The Market and Inequality

Progressives Lose When They Accept the Right's Framing
By DEAN BAKER

Paul Krugman joined a debate on the morality of markets, arguing that the United States has not met the fundamental condition of equality of opportunity that libertarian conservatives agree is necessary for fairness. While this is true (only in looney tune land does a kid growing up in Anacostia have the same opportunity as a kid growing up in Chevy Chase), this argument wrongly cedes the main point to the right.

It is ridiculous to argue that the inequality in the U.S. is simply the result of free markets. Markets are structured by governments, and the rich have used their control of the government to structure the market in ways to make themselves richer.

The mechanisms for upward redistribution can be seen everywhere. Most recently the government bailouts of too big to fail banks meant that the top executives of Citigroup, Goldman, and the rest could continue to draw paychecks in the tens of millions of dollars. The implicit government guarantee enjoyed by these institutions amounts to a subsidy of tens of billions each year that is divided among their higher paid employees and their shareholders.

Patent and copyright monopolies are another way in which the government redistributes income upward. The income from these government granted monopolies flows overwhelmingly to people in the top 10 percent of the income distribution. These interventions in the market serve a purpose, but there are other ways to support research and creative activity that are more efficient and lead to less inequality.

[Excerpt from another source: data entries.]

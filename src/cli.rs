use std::path::PathBuf;

use clap::{Parser, Subcommand};
use quarry_index::{Category, Lang, SearchMode};

#[derive(Debug, Parser)]
#[command(name = "quarry")]
#[command(about = "Incremental code indexer with hybrid BM25 + vector search")]
#[command(version)]
pub struct Cli {
    /// Config file (defaults to $QUARRY_CONFIG, then config/default.toml)
    #[arg(long, global = true)]
    pub config: Option<PathBuf>,

    #[command(subcommand)]
    pub command: Command,
}

#[derive(Debug, Subcommand)]
pub enum Command {
    /// Index a directory, re-processing only files that changed
    Index {
        #[arg(default_value = ".")]
        path: PathBuf,
        /// Suppress per-file progress
        #[arg(short, long)]
        quiet: bool,
    },
    /// Search the index
    Search {
        query: String,
        /// Max results
        #[arg(short = 'n', long)]
        limit: Option<usize>,
        /// hybrid, lexical (bm25), or vector (semantic)
        #[arg(short, long, default_value = "hybrid")]
        mode: SearchMode,
        /// Restrict to one language id (python, rust, ...)
        #[arg(short, long, value_parser = parse_lang)]
        lang: Option<Lang>,
        /// Restrict to one file, relative to the indexed root
        #[arg(short, long)]
        file: Option<String>,
        /// Restrict to a project name
        #[arg(long)]
        project: Option<String>,
        /// code, config, or docs; repeatable
        #[arg(short, long = "category")]
        categories: Vec<Category>,
        /// Print only headers, no code
        #[arg(long)]
        no_content: bool,
    },
    /// Index a directory, then keep it up to date as files change
    Watch {
        #[arg(default_value = ".")]
        path: PathBuf,
    },
    /// Inspect or maintain the embedding cache
    Cache {
        #[command(subcommand)]
        action: CacheCommand,
    },
    /// Show index, cache, and vector store state
    Status,
}

#[derive(Debug, Subcommand)]
pub enum CacheCommand {
    /// Hit rate and entry counts
    Stats,
    /// Drop entries past their TTL, then evict down to capacity
    Purge {
        /// Override the configured TTL
        #[arg(long)]
        older_than_days: Option<u64>,
    },
    /// Delete every cached embedding
    Clear,
}

fn parse_lang(s: &str) -> Result<Lang, String> {
    Lang::from_id(&s.to_ascii_lowercase()).ok_or_else(|| format!("unknown language: {s}"))
}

The pattern of trade pursued by the United States over the last three decades, in which less educated workers are placed in competition with low-paid workers in the developing world, while the most highly educated workers are largely protected, also increases inequality. This effect is increased as a result of the over-valued dollar.

Federal Reserve Board policy that explicitly sacrifices employment in order to insure against inflation also has the effect of redistributing income upward. When the Fed raises interest rates to keep the unemployment rate from falling too low it is factory workers and store clerks who lose their jobs, not doctors and lawyers. Of course, the main beneficiaries of lower inflation are bondholders who would see their wealth eroded by higher inflation.

Governments also write the rules of corporate governance. In the United States these rules allow top executives to pilfer their companies. The top executives of Toyota, Hyundai, KLM and other huge foreign corporations all get well paid. But their compensation is likely to be measured in the low millions, not the tens or even hundreds of millions pocketed by CEOs in the United States. The difference is that the laws of corporate governance apply more of a check on the behavior of top management in other countries.

The role of government in determining market outcomes is easy to see for those who bother to look. It is understandable that conservatives, who want to like to see more income flowing to the top, would argue that inequality was just the result of the natural workings of the market. It far more difficult to see why progressives would ever accept such nonsense.